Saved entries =
....
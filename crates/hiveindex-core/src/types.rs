//! Shared types for the indexing pipeline.

use std::collections::BTreeSet;
use std::fmt;

use chrono::NaiveDateTime;
use serde::{Deserialize, Serialize};

use crate::error::IndexerError;
use crate::operation::Operation;

// ─── SignedBlock ──────────────────────────────────────────────────────────────

/// A full block as delivered by the chain source or a checkpoint file.
#[derive(Debug, Clone, PartialEq, Serialize, Deserialize)]
pub struct SignedBlock {
    /// Block id; the first 8 hex characters encode the block number.
    pub block_id: String,
    /// Id of the parent block.
    pub previous: String,
    /// Block production time (UTC, no zone suffix on the wire).
    pub timestamp: NaiveDateTime,
    #[serde(default)]
    pub transactions: Vec<Transaction>,
}

/// A transaction inside a block. Only the operations matter to the indexer.
#[derive(Debug, Clone, PartialEq, Serialize, Deserialize)]
pub struct Transaction {
    #[serde(default)]
    pub operations: Vec<Operation>,
}

impl SignedBlock {
    /// Block number, decoded from the block id prefix.
    pub fn number(&self) -> Result<u64, IndexerError> {
        block_num_from_id(&self.block_id)
    }

    /// The linkage record persisted for this block.
    pub fn record(&self) -> Result<BlockRecord, IndexerError> {
        Ok(BlockRecord {
            number: self.number()?,
            hash: self.block_id.clone(),
            previous_hash: self.previous.clone(),
            transaction_count: self.transactions.len() as u32,
            timestamp: self.timestamp,
        })
    }

    /// Iterate every operation of every transaction, in block order.
    pub fn operations(&self) -> impl Iterator<Item = &Operation> {
        self.transactions.iter().flat_map(|tx| tx.operations.iter())
    }
}

/// Decode the block number carried in the first 8 hex chars of a block id.
pub fn block_num_from_id(block_id: &str) -> Result<u64, IndexerError> {
    let prefix = block_id
        .get(..8)
        .ok_or_else(|| IndexerError::Decode(format!("block id too short: {block_id:?}")))?;
    u64::from_str_radix(prefix, 16)
        .map_err(|_| IndexerError::Decode(format!("bad block id prefix: {block_id:?}")))
}

// ─── BlockRecord ──────────────────────────────────────────────────────────────

/// The persisted chain-linkage record of an applied block.
#[derive(Debug, Clone, PartialEq, Eq, Serialize, Deserialize)]
pub struct BlockRecord {
    pub number: u64,
    pub hash: String,
    pub previous_hash: String,
    pub transaction_count: u32,
    pub timestamp: NaiveDateTime,
}

impl BlockRecord {
    /// Check that `self` may be applied on top of `parent`.
    pub fn verify_link(&self, parent: &BlockRecord) -> Result<(), IndexerError> {
        if self.number != parent.number + 1 {
            return Err(IndexerError::BlockOutOfSequence {
                expected: parent.number + 1,
                actual: self.number,
            });
        }
        if self.previous_hash != parent.hash {
            return Err(IndexerError::UnlinkableBlock {
                block_number: self.number,
                expected: parent.hash.clone(),
                actual: self.previous_hash.clone(),
            });
        }
        Ok(())
    }
}

// ─── Posts ────────────────────────────────────────────────────────────────────

/// `author/permlink` identity of a post, as carried by chain operations.
#[derive(Debug, Clone, PartialEq, Eq, PartialOrd, Ord, Hash, Serialize, Deserialize)]
pub struct PostUrl {
    pub author: String,
    pub permlink: String,
}

impl PostUrl {
    pub fn new(author: impl Into<String>, permlink: impl Into<String>) -> Self {
        Self {
            author: author.into(),
            permlink: permlink.into(),
        }
    }
}

impl fmt::Display for PostUrl {
    fn fmt(&self, f: &mut fmt::Formatter<'_>) -> fmt::Result {
        write!(f, "{}/{}", self.author, self.permlink)
    }
}

/// Posts whose cached view went stale while applying blocks.
pub type DirtySet = BTreeSet<PostUrl>;

/// A resolved post handed to the cache subsystem.
#[derive(Debug, Clone, PartialEq, Eq, Serialize, Deserialize)]
pub struct PostKey {
    pub id: u64,
    pub author: String,
    pub permlink: String,
}

// ─── Tests ────────────────────────────────────────────────────────────────────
....
Exercise prompt =
Repeat exactly the lines above, starting with the first line of the records and finishing with the line holding "use crate::operation::Operation;". Add no other line.

Answer =
filename crates/hiveindex-core/src/types.rs
//! Shared types for the indexing pipeline.

use std::collections::BTreeSet;
use std::fmt;

use chrono::NaiveDateTime;
use serde::{Deserialize, Serialize};

use crate::error::IndexerError;
use crate::operation::Operation;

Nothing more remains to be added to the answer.